Take from the data every line in which the word "SpriteChip" is found.

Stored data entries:
=== Begin Enclosure ===

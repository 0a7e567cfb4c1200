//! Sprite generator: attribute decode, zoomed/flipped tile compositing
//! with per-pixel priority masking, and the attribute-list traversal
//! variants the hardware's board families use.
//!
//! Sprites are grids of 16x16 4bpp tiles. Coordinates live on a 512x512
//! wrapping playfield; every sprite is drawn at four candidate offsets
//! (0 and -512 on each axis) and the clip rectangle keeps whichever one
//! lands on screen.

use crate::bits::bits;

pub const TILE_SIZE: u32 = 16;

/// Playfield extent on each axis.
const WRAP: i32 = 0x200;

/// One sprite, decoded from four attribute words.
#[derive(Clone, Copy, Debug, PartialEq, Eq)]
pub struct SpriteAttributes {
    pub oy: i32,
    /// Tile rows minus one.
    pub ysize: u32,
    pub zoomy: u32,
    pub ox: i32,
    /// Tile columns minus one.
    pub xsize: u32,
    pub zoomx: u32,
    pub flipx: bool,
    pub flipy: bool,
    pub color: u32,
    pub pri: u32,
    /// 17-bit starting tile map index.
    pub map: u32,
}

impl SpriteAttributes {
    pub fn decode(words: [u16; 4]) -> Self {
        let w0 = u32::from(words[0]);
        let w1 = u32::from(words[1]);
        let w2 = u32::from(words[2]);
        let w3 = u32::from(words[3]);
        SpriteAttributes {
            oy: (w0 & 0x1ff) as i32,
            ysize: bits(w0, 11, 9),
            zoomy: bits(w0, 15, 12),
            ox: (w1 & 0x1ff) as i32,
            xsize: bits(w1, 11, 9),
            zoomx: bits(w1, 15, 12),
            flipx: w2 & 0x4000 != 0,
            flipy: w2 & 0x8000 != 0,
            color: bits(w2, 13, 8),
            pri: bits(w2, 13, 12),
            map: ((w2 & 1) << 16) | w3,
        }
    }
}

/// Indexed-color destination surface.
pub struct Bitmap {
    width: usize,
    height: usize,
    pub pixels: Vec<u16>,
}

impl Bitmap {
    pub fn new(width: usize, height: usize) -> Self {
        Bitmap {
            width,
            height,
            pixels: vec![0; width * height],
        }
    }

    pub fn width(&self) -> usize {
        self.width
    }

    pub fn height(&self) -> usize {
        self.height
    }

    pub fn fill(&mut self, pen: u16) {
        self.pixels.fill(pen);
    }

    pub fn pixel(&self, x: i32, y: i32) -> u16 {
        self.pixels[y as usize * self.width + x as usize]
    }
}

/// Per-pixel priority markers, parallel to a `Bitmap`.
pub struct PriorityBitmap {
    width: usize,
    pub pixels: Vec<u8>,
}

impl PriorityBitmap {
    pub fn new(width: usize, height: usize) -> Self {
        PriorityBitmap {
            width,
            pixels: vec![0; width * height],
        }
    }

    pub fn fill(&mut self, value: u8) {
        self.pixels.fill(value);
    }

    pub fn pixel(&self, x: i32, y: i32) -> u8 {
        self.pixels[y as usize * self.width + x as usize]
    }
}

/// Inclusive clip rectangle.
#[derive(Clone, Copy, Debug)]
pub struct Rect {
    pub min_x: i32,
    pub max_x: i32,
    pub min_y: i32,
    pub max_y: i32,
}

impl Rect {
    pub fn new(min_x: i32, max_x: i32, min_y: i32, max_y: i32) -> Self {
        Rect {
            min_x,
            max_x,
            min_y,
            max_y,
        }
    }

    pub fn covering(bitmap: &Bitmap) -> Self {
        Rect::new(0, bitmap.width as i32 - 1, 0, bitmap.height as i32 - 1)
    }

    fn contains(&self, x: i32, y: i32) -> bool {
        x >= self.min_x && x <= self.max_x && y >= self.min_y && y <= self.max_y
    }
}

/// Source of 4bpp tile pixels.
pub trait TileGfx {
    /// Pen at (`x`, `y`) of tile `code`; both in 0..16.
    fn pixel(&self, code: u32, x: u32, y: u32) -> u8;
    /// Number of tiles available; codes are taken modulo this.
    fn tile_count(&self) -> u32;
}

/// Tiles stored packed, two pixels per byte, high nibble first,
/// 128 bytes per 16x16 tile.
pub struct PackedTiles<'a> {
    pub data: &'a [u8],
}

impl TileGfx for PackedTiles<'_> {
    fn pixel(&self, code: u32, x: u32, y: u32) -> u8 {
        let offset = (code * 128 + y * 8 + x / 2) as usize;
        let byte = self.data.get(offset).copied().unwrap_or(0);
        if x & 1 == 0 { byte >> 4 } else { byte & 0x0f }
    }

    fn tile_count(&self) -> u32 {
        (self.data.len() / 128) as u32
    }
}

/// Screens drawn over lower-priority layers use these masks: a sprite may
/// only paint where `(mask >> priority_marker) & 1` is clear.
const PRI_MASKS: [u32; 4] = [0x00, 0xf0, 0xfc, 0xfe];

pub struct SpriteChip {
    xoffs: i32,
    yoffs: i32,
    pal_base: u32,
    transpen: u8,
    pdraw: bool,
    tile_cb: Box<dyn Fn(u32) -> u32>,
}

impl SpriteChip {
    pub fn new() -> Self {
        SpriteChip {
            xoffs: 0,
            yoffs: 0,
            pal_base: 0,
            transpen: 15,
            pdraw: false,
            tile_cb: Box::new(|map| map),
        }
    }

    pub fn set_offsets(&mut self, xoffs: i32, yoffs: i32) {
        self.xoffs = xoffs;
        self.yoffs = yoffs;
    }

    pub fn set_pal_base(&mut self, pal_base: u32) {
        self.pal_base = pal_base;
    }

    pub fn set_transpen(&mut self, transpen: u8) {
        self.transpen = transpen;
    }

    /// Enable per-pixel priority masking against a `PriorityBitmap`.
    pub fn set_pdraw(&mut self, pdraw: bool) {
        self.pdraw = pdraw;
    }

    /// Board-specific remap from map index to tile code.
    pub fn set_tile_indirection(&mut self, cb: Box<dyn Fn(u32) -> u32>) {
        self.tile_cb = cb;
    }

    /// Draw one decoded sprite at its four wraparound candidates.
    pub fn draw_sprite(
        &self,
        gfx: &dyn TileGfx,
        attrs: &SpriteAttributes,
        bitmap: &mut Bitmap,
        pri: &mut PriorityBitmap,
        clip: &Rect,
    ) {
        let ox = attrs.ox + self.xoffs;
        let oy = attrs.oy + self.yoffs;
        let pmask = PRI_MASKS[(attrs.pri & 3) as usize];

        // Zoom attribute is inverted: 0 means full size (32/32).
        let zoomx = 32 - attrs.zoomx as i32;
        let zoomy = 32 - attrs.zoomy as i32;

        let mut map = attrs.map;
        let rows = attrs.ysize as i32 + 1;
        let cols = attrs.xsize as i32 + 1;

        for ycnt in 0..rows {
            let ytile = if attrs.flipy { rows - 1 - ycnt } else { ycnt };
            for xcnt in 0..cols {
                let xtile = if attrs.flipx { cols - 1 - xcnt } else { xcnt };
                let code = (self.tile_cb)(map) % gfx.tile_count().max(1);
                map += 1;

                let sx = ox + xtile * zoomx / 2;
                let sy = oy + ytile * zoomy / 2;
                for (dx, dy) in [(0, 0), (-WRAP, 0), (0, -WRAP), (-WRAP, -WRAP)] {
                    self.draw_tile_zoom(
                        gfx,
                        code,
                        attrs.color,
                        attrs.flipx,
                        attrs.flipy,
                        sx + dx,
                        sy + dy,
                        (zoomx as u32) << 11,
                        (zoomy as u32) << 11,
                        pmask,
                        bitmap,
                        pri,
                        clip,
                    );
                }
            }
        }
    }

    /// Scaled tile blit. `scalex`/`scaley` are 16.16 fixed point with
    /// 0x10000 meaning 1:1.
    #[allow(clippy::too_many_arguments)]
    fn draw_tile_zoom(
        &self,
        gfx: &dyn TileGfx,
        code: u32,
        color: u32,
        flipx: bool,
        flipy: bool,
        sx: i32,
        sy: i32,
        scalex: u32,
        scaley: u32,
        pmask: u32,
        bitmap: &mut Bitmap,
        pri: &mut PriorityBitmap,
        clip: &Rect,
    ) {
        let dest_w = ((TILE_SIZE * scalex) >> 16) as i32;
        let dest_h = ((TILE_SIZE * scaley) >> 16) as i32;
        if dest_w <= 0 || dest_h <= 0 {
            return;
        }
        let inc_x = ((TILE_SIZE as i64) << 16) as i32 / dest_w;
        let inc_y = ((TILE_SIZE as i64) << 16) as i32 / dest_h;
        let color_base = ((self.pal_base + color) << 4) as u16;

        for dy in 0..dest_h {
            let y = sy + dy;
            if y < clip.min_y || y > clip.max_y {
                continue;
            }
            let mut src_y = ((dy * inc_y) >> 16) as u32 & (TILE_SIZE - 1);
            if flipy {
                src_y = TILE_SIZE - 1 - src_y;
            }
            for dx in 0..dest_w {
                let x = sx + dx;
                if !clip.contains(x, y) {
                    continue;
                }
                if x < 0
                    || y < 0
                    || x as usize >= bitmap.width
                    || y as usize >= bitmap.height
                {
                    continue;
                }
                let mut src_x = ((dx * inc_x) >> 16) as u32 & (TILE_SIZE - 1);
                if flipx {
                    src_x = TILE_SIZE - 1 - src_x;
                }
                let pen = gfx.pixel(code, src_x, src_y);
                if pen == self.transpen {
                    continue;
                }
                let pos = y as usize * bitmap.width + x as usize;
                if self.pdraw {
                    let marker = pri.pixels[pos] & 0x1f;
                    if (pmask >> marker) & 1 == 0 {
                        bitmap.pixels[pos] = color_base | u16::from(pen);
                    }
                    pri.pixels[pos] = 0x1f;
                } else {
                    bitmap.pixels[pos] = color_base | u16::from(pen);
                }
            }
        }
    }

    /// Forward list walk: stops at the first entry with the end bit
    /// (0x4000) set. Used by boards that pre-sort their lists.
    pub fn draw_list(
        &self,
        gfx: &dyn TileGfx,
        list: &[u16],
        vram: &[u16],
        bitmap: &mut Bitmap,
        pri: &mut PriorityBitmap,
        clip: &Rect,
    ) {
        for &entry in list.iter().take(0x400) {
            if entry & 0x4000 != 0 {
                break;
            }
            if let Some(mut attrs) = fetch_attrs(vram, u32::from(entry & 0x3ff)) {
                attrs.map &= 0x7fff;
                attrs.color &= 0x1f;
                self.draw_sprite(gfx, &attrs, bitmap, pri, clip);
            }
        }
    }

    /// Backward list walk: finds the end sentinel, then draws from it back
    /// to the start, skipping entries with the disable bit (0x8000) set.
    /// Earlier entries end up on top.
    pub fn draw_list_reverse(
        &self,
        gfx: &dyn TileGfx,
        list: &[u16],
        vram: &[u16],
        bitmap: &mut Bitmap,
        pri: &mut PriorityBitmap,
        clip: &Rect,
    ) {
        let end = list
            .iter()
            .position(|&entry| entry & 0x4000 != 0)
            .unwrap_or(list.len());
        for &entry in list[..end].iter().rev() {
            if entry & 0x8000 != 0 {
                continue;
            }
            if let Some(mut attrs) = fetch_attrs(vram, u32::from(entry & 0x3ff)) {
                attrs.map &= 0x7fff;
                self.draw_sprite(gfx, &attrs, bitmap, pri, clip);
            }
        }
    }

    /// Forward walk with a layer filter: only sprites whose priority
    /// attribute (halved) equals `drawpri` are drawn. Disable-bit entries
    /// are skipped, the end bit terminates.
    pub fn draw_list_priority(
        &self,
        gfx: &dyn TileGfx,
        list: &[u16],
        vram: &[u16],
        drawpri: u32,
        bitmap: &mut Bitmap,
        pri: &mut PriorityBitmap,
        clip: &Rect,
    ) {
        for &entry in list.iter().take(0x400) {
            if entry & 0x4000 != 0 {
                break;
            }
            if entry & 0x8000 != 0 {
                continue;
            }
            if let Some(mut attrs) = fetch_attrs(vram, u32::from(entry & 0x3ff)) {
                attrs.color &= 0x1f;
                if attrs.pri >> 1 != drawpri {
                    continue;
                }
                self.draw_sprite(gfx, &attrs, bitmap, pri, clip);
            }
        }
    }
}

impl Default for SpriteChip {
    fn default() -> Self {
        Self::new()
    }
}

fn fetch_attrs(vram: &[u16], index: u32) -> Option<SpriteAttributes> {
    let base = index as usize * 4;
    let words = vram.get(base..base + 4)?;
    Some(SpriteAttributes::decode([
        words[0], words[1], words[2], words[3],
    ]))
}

=== End Enclosure ===

**Exercise result**
pub struct SpriteChip {
impl SpriteChip {
        SpriteChip {
impl Default for SpriteChip {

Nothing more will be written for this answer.